• **Exercise prompt**
Find "pub const STR_BASE_SIZE: usize = 2 * WORD;" in the records that follow; print that line and each subsequent line through the last one, verbatim and with nothing added.

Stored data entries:
****************************************
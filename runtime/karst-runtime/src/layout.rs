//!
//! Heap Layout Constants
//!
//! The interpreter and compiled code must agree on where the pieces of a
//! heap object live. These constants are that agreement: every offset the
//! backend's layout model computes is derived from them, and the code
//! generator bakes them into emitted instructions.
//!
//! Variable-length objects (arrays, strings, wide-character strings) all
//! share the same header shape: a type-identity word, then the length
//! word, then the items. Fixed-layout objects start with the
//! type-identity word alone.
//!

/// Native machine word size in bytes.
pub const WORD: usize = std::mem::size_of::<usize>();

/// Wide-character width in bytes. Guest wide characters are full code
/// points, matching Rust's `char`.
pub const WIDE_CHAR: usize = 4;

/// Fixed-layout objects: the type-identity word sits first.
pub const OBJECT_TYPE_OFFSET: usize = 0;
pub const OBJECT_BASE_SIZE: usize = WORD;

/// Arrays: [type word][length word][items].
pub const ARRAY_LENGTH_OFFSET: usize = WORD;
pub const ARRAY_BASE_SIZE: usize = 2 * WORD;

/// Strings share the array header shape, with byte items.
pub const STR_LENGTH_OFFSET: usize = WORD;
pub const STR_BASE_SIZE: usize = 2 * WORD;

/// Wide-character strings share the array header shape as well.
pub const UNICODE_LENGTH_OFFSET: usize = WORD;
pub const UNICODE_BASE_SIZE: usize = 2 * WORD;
****************************************
• **Reply**
pub const STR_BASE_SIZE: usize = 2 * WORD;

/// Wide-character strings share the array header shape as well.
pub const UNICODE_LENGTH_OFFSET: usize = WORD;
pub const UNICODE_BASE_SIZE: usize = 2 * WORD;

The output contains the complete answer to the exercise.